* Your instructions *
For the entries below, repeat exactly each line starting with the one that contains "filename src/bin/reptrack_cli/commands/mod.rs" and going on through the one that contains "a workout. Reps", and no others.

* Task inputs *

————————

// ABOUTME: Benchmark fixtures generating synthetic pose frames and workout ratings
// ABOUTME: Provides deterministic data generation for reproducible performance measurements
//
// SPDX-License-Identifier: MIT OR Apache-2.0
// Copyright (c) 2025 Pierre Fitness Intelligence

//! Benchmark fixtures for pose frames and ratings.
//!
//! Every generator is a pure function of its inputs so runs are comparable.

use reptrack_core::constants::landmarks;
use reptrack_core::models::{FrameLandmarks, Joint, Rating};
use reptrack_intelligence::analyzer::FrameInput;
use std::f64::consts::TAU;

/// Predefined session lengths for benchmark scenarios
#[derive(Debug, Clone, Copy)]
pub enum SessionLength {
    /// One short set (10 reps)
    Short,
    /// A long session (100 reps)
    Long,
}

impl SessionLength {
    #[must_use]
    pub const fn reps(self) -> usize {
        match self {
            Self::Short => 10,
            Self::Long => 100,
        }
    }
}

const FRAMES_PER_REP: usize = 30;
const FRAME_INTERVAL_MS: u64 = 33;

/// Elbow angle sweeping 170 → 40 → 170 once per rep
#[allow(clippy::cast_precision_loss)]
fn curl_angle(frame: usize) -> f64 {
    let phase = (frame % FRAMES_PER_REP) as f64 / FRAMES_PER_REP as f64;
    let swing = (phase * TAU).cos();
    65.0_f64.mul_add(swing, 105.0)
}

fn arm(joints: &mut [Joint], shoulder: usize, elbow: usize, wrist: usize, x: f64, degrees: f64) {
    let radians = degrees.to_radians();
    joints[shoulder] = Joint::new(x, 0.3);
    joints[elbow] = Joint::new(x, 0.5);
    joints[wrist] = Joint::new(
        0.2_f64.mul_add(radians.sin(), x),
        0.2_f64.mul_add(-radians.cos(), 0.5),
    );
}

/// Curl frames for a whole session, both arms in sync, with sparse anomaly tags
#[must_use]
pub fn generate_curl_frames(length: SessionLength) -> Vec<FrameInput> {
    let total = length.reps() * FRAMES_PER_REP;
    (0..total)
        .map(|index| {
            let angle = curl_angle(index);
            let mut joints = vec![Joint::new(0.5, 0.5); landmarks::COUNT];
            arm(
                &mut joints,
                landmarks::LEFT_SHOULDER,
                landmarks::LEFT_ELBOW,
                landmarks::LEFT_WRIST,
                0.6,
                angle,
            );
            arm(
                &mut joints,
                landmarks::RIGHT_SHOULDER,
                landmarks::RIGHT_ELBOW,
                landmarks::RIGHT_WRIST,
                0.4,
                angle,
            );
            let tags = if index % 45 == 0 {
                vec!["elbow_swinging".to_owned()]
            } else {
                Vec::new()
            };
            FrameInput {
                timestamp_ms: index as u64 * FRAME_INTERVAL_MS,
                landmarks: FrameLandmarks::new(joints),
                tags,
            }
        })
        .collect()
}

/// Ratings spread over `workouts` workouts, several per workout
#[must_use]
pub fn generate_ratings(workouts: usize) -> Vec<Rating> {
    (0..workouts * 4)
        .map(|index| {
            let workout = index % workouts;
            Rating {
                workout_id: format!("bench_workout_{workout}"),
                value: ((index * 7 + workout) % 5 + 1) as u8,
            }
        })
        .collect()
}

————————

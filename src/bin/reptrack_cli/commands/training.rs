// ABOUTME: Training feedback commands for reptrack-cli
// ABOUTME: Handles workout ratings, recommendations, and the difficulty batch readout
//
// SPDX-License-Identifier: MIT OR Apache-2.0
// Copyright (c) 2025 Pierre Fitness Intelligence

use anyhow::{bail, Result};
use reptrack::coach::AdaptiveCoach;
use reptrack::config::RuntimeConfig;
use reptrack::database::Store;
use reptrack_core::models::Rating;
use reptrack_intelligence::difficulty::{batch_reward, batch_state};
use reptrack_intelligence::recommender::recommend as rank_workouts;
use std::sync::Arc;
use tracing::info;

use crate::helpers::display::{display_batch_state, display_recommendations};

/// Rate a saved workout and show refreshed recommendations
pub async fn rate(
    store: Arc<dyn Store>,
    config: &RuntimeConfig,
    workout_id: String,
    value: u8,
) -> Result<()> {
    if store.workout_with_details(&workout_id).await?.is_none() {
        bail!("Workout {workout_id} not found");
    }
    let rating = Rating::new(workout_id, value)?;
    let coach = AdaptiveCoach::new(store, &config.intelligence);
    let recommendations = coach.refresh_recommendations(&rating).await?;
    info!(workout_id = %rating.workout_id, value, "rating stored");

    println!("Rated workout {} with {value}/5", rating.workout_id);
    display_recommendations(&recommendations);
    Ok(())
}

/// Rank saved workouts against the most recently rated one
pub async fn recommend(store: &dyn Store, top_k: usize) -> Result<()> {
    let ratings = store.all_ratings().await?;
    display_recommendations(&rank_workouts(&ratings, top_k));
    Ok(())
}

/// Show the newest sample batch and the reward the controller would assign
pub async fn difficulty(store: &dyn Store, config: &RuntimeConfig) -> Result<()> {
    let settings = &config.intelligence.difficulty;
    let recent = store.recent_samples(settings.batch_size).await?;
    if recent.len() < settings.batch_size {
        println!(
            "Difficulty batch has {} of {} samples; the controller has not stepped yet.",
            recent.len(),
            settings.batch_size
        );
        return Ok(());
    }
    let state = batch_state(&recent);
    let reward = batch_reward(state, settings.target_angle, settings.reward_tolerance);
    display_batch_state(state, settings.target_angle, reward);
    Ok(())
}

————————

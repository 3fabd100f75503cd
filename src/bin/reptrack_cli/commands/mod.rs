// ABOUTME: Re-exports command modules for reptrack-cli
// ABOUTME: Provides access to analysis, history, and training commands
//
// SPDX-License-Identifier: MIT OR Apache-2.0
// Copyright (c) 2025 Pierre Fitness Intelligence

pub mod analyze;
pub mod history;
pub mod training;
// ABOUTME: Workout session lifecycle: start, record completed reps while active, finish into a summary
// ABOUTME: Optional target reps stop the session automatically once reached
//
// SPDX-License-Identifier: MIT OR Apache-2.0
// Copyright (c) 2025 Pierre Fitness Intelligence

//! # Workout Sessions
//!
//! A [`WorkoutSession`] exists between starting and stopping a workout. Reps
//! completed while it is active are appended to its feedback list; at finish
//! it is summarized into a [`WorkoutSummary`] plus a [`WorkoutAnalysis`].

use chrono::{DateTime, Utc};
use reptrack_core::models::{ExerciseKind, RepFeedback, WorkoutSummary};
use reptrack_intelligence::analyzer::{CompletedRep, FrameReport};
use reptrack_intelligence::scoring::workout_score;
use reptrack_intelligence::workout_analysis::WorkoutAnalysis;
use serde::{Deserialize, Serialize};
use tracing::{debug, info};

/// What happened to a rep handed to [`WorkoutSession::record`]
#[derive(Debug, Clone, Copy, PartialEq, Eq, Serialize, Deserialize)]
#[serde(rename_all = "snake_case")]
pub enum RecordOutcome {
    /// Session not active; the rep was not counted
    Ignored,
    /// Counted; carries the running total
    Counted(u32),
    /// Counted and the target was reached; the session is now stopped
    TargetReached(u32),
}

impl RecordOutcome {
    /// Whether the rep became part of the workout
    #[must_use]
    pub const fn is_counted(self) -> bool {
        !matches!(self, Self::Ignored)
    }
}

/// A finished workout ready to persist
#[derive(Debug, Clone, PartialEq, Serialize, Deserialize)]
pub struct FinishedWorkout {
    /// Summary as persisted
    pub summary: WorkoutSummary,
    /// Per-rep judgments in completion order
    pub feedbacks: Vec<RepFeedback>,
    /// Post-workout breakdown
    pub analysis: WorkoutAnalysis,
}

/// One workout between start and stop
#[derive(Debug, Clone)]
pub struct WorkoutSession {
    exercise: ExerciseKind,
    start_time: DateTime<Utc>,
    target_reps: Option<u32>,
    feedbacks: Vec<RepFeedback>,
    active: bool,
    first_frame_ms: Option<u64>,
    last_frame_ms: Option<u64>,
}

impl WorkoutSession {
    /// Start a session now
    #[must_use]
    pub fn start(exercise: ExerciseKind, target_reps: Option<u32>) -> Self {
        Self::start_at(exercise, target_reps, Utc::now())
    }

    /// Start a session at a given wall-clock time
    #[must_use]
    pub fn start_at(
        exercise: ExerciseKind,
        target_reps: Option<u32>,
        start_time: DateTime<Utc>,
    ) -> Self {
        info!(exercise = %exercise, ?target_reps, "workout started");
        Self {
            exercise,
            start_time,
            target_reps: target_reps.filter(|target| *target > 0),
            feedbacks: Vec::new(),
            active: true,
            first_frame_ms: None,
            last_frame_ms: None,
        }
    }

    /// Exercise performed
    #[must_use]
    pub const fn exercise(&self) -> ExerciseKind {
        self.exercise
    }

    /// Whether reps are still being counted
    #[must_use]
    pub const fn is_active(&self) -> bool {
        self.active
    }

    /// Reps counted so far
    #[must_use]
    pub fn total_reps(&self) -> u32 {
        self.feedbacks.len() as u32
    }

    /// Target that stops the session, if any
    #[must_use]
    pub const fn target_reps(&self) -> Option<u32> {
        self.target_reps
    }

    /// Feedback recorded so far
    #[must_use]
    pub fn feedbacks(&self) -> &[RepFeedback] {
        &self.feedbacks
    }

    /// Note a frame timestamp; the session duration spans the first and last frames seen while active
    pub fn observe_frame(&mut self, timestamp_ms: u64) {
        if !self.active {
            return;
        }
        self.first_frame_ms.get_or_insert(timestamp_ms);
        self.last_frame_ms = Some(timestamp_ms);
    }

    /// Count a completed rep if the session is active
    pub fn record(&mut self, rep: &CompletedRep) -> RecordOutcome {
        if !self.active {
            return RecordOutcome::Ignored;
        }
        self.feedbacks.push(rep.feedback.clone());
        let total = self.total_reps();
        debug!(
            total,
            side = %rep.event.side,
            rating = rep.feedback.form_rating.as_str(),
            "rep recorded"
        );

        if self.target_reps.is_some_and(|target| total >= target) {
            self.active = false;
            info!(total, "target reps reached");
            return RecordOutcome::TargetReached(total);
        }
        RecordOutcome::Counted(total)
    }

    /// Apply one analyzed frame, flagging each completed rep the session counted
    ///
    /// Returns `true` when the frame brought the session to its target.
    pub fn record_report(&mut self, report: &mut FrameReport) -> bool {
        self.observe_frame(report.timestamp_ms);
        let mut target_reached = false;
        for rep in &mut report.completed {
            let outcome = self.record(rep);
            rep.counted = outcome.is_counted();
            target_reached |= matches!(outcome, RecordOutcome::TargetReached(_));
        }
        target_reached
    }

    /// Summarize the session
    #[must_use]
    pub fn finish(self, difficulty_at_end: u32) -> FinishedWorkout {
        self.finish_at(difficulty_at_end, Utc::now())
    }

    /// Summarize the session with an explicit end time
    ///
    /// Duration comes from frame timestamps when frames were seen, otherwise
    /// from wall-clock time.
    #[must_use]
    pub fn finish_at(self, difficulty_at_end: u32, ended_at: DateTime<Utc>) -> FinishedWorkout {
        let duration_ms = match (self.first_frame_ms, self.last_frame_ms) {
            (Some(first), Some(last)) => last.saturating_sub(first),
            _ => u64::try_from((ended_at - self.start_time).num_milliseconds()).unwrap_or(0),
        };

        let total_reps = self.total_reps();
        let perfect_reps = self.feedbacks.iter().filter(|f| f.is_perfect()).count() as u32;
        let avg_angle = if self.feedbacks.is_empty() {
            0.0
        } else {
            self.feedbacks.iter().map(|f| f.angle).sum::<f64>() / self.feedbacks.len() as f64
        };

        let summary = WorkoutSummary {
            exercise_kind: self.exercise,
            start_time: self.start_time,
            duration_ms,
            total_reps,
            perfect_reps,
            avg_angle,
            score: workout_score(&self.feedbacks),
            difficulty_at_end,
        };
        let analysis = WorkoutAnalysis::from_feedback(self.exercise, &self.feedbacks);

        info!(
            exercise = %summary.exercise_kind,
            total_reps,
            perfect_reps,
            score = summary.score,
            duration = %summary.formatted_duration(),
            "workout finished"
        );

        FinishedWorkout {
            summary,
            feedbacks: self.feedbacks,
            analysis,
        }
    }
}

————————

* Solution for this task *
filename src/bin/reptrack_cli/commands/mod.rs
// ABOUTME: Re-exports command modules for reptrack-cli
// ABOUTME: Provides access to analysis, history, and training commands
//
// SPDX-License-Identifier: MIT OR Apache-2.0
// Copyright (c) 2025 Pierre Fitness Intelligence

pub mod analyze;
pub mod history;
pub mod training;
// ABOUTME: Workout session lifecycle: start, record completed reps while active, finish into a summary
// ABOUTME: Optional target reps stop the session automatically once reached
//
// SPDX-License-Identifier: MIT OR Apache-2.0
// Copyright (c) 2025 Pierre Fitness Intelligence

//! # Workout Sessions
//!
//! A [`WorkoutSession`] exists between starting and stopping a workout. Reps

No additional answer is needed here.